As Anthony Seldon records in his book Blair Unbound, ‘Blair and Adonis wanted autonomous schools everywhere. Neither wanted local authorities to have any real control.’ The White Paper preface confirmed that local authorities were to play a humbler role. Blair believed that the only way education would improve is if the existing local authority structures were forced to raise their game by the presence of new, wholly autonomous providers showing them up in their locality.
But that’s a model the Brownites still reject. On their watch, the autonomy of academies has been progressively eroded in every area from the curriculum to who they can hire as builders. Far from local authorities being challenged to improve by academies, many councils have been allowed to reject them. Other local authorities have effectively neutered the capacity of new entrants to provide competition by setting up their own academies, answerable to town hall bureaucrats, not parents. It is directly contrary to the path Blair envisaged.

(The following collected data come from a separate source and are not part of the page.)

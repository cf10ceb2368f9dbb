//! # Presale Coordinator Contract
//!
//! This is the root crate of the **presale coordinator**: a time- and
//! cap-bounded fundraising campaign that converts contributions into credits
//! of a companion asset. It exposes the single Soroban contract
//! [`PresaleCoordinator`] whose entry points cover the full campaign
//! lifecycle:
//!
//! | Phase        | Entry Point(s)                                   |
//! |--------------|--------------------------------------------------|
//! | Bootstrap    | [`PresaleCoordinator::init`]                     |
//! | Contribution | [`PresaleCoordinator::contribute`]               |
//! | Control      | `close_presale`, `change_asset_owner`, `finalize`|
//! | Queries      | `has_ended`, `status`, `total_raised`, `get_campaign` |
//!
//! ## Architecture
//!
//! Storage access is fully delegated to [`storage`], event publication to
//! [`events`], and the credit asset is reached only through the client in
//! [`credit_asset`]. This file contains the lifecycle state machine and the
//! accept/reject decision for each contribution — nothing else.
//!
//! A contribution commits three effects as one unit: credits are issued to
//! the beneficiary, the value moves to the funds recipient, and the running
//! total grows. The host rolls the whole invocation back on any trap, so a
//! partially applied contribution is never observable.

#![no_std]

use soroban_sdk::{
    contract, contracterror, contractimpl, panic_with_error, token, Address, Env,
};

mod credit_asset;
mod events;
mod storage;
mod types;

#[cfg(test)]
mod invariants;
#[cfg(test)]
mod test_events;
#[cfg(test)]
mod test_lifecycle;

use credit_asset::CreditAssetClient;
use events::ContributionAccepted;
use storage::{has_config, load_config, load_state, save_config, save_state};
pub use credit_asset::CreditAsset;
pub use types::{Campaign, CampaignConfig, CampaignState, CampaignStatus};

/// One whole unit of the payment token (7 decimals).
pub const UNIT: i128 = 10_000_000;

/// Smallest accepted single contribution (0.3 units).
pub const MIN_CONTRIBUTION: i128 = 3 * UNIT / 10;

/// Largest accepted single contribution.
pub const MAX_CONTRIBUTION: i128 = 1_000 * UNIT;

/// Aggregate threshold at which the campaign ends early. Reaching it exactly
/// ends the campaign; one unit below does not.
pub const SOFT_CAP: i128 = 5_500 * UNIT;

/// Absolute aggregate ceiling. A contribution that would push the total past
/// it is rejected outright.
pub const HARD_CAP: i128 = 5_550 * UNIT;

/// Credits issued per smallest unit of contributed value. Fixed conversion
/// parameter; confirm before deployment.
pub const CREDIT_RATE: i128 = 100;

#[contracterror]
#[derive(Copy, Clone, Debug, Eq, PartialEq, PartialOrd, Ord)]
#[repr(u32)]
pub enum Error {
    AlreadyInitialized   = 1,
    /// Window bounds are inverted or start in the past.
    InvalidWindow        = 2,
    /// Contribution submitted outside `[start_ledger, end_ledger)`.
    OutsideWindow        = 3,
    /// The coordinator no longer holds the credit asset's issuance rights.
    IssuanceUnauthorized = 4,
    /// The controller closed the presale; no further contributions.
    ManuallyClosed       = 5,
    /// Amount below the minimum or above the per-contribution maximum.
    AmountOutOfBounds    = 6,
    /// Accepting the amount would breach the hard cap.
    CapExceeded          = 7,
    /// Caller is not the controller.
    NotAuthorized        = 8,
    /// Finalize called while the campaign is still running.
    NotEnded             = 9,
    AlreadyFinalized     = 10,
    AlreadyClosed        = 11,
    /// Arithmetic on the running total or credit amount would overflow.
    AmountOverflow       = 12,
}

/// True iff the campaign is over: window elapsed, soft cap reached, or
/// manually closed. Pure over the persisted fields and the ledger clock;
/// once true it stays true, because the clock only advances, the total only
/// grows, and the close flag is never cleared.
fn campaign_ended(env: &Env, config: &CampaignConfig, state: &CampaignState) -> bool {
    state.manually_closed
        || state.total_raised >= SOFT_CAP
        || env.ledger().sequence() >= config.end_ledger
}

/// Panics with `NotAuthorized` unless `caller` is the configured controller.
fn require_controller(env: &Env, config: &CampaignConfig, caller: &Address) {
    if caller != &config.controller {
        panic_with_error!(env, Error::NotAuthorized);
    }
}

#[contract]
pub struct PresaleCoordinator;

#[contractimpl]
impl PresaleCoordinator {
    /// Initialize the campaign.
    ///
    /// Must be called exactly once after deployment; a second call fails
    /// with `Error::AlreadyInitialized`.
    ///
    /// - `start_ledger` / `end_ledger` bound the contribution window
    ///   (`start < end`, `start` at or after the current ledger sequence).
    /// - `funds_recipient` receives every forwarded contribution.
    /// - `controller` is the sole identity allowed to close, finalize, and
    ///   move issuance rights.
    /// - `payment_token` is the token contributions are paid in.
    /// - `credit_asset` must already name this coordinator as its issuance
    ///   owner; deployment tooling deploys the credit token against the
    ///   coordinator's address before calling `init`.
    pub fn init(
        env: Env,
        start_ledger: u32,
        end_ledger: u32,
        funds_recipient: Address,
        controller: Address,
        payment_token: Address,
        credit_asset: Address,
    ) {
        if has_config(&env) {
            panic_with_error!(&env, Error::AlreadyInitialized);
        }

        if start_ledger >= end_ledger || start_ledger < env.ledger().sequence() {
            panic_with_error!(&env, Error::InvalidWindow);
        }

        // The coordinator must hold exclusive issuance rights from the start,
        // or it could never honor a single contribution.
        let issuer = CreditAssetClient::new(&env, &credit_asset).issuance_owner();
        if issuer != env.current_contract_address() {
            panic_with_error!(&env, Error::IssuanceUnauthorized);
        }

        save_config(
            &env,
            &CampaignConfig {
                start_ledger,
                end_ledger,
                funds_recipient,
                controller,
                payment_token,
                credit_asset,
            },
        );
        save_state(
            &env,
            &CampaignState {
                total_raised: 0,
                manually_closed: false,
                finalized: false,
            },
        );
    }

    /// Accept a contribution of `amount` on behalf of `beneficiary`.
    ///
    /// `contributor` pays and must authorize the call; `beneficiary`
    /// receives the issued credits and may be the contributor itself or a
    /// third party.
    ///
    /// Preconditions are checked in a fixed order, each with its own error:
    /// window, issuance rights, manual close, per-contribution bounds, hard
    /// cap. On success the credits are issued, the value is forwarded to the
    /// funds recipient, and the running total grows — all three or none.
    pub fn contribute(env: Env, contributor: Address, beneficiary: Address, amount: i128) {
        contributor.require_auth();

        let config = load_config(&env);
        let mut state = load_state(&env);

        let sequence = env.ledger().sequence();
        if sequence < config.start_ledger || sequence >= config.end_ledger {
            panic_with_error!(&env, Error::OutsideWindow);
        }

        let credit = CreditAssetClient::new(&env, &config.credit_asset);
        if credit.issuance_owner() != env.current_contract_address() {
            panic_with_error!(&env, Error::IssuanceUnauthorized);
        }

        if state.manually_closed {
            panic_with_error!(&env, Error::ManuallyClosed);
        }

        if !(MIN_CONTRIBUTION..=MAX_CONTRIBUTION).contains(&amount) {
            panic_with_error!(&env, Error::AmountOutOfBounds);
        }

        let new_total = match state.total_raised.checked_add(amount) {
            Some(total) => total,
            None => panic_with_error!(&env, Error::AmountOverflow),
        };
        if new_total > HARD_CAP {
            panic_with_error!(&env, Error::CapExceeded);
        }

        let credits = match amount.checked_mul(CREDIT_RATE) {
            Some(credits) => credits,
            None => panic_with_error!(&env, Error::AmountOverflow),
        };

        credit.issue(&beneficiary, &credits);

        token::Client::new(&env, &config.payment_token).transfer(
            &contributor,
            &config.funds_recipient,
            &amount,
        );

        state.total_raised = new_total;
        save_state(&env, &state);

        events::contribution_accepted(
            &env,
            ContributionAccepted {
                contributor,
                beneficiary,
                amount,
                credits,
                total_raised: new_total,
            },
        );
    }

    /// True iff the campaign is over: the window elapsed, the soft cap was
    /// reached, or the controller closed it. Monotonic: once true it stays
    /// true for the campaign's lifetime.
    pub fn has_ended(env: Env) -> bool {
        let config = load_config(&env);
        let state = load_state(&env);
        campaign_ended(&env, &config, &state)
    }

    /// Derived lifecycle status. Never stored; recomputed per query.
    pub fn status(env: Env) -> CampaignStatus {
        let config = load_config(&env);
        let state = load_state(&env);

        if state.finalized {
            CampaignStatus::Finalized
        } else if campaign_ended(&env, &config, &state) {
            CampaignStatus::Ended
        } else if env.ledger().sequence() < config.start_ledger {
            CampaignStatus::Pending
        } else {
            CampaignStatus::Active
        }
    }

    /// Sum of all accepted contribution amounts.
    pub fn total_raised(env: Env) -> i128 {
        load_state(&env).total_raised
    }

    /// Full campaign record, reconstructed from config and state.
    pub fn get_campaign(env: Env) -> Campaign {
        let config = load_config(&env);
        let state = load_state(&env);
        let status = Self::status(env.clone());

        Campaign {
            start_ledger: config.start_ledger,
            end_ledger: config.end_ledger,
            funds_recipient: config.funds_recipient,
            controller: config.controller,
            payment_token: config.payment_token,
            credit_asset: config.credit_asset,
            total_raised: state.total_raised,
            manually_closed: state.manually_closed,
            finalized: state.finalized,
            status,
        }
    }

    /// Close the presale ahead of its window.
    ///
    /// `caller` must authorize and be the controller. Immediate and
    /// irreversible; a repeat call fails with `Error::AlreadyClosed` and
    /// changes nothing.
    pub fn close_presale(env: Env, caller: Address) {
        caller.require_auth();

        let config = load_config(&env);
        require_controller(&env, &config, &caller);

        let mut state = load_state(&env);
        if state.manually_closed {
            panic_with_error!(&env, Error::AlreadyClosed);
        }

        state.manually_closed = true;
        save_state(&env, &state);

        events::presale_closed(&env, &caller);
    }

    /// Transfer the credit asset's issuance rights to `new_owner`.
    ///
    /// `caller` must authorize and be the controller. Once the rights are
    /// gone the coordinator can no longer honor credit issuance, so every
    /// subsequent contribution fails with `Error::IssuanceUnauthorized`.
    pub fn change_asset_owner(env: Env, caller: Address, new_owner: Address) {
        caller.require_auth();

        let config = load_config(&env);
        require_controller(&env, &config, &caller);

        CreditAssetClient::new(&env, &config.credit_asset).transfer_issuance(&new_owner);

        events::asset_owner_changed(&env, &new_owner);
    }

    /// Mark the campaign finalized and publish the `finalized` event.
    ///
    /// `caller` must authorize and be the controller; the campaign must have
    /// ended and must not already be finalized. Downstream finalization
    /// actions on the collaborators happen outside this contract.
    pub fn finalize(env: Env, caller: Address) {
        caller.require_auth();

        let config = load_config(&env);
        require_controller(&env, &config, &caller);

        let mut state = load_state(&env);
        if state.finalized {
            panic_with_error!(&env, Error::AlreadyFinalized);
        }
        if !campaign_ended(&env, &config, &state) {
            panic_with_error!(&env, Error::NotEnded);
        }

        state.finalized = true;
        save_state(&env, &state);

        events::finalized(&env);
    }
}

It’s not just on education, however, that Brown’s approach is a rejection of Blair’s own pattern of modernisation. In the fight against extremism, Blair also evolved a stronger position over time. The events of 9/11 and 7/7 prompted Blair to examine the Islamist ideology behind the terror threat. In March 2006 Blair was explicit in locating the threat we faced in ‘an ideology exported around the world’ which could be traced to ‘offshoots of the Muslim Brotherhood, supported by Wahabi extremists’.
But where Blair was explicit, and right, Brown has been opaque and weak. He has deliberately avoided making any reference to the ideological roots of the threat we face. Only a couple of weeks ago the Guardian reported how Brown had effectively censored his own government in this struggle, banning ministers from identifying the specific dangers in Islamism.
These retreats that Brown has authorised — in education and the fight against extremism — are not marginal adjustments. They are reversals on two of the central issues which defined Blairism, particularly in its high modernising phase after 2001.
Alongside these retreats must be counted the failure to press ahead properly with more diverse provision in the NHS, as Blair’s own reform guru Professor Julian Le Grand has lamented, and the junking of plans to devolve real power over policing to local communities.
What Blair came to recognise, and what Brown still rejects, is that reform requires a constant application of pressure to the accelerator. The sheer power of inertia, the accumulated strength of special interests, the resistance from producer forces and trade union voices, all mean that to coast or slow down on reform is to lose the momentum necessary to effect change. Under Blair, opponents of reform came to know his velocity. Under Brown, they know they won’t be challenged by the Man Who Came to Dither.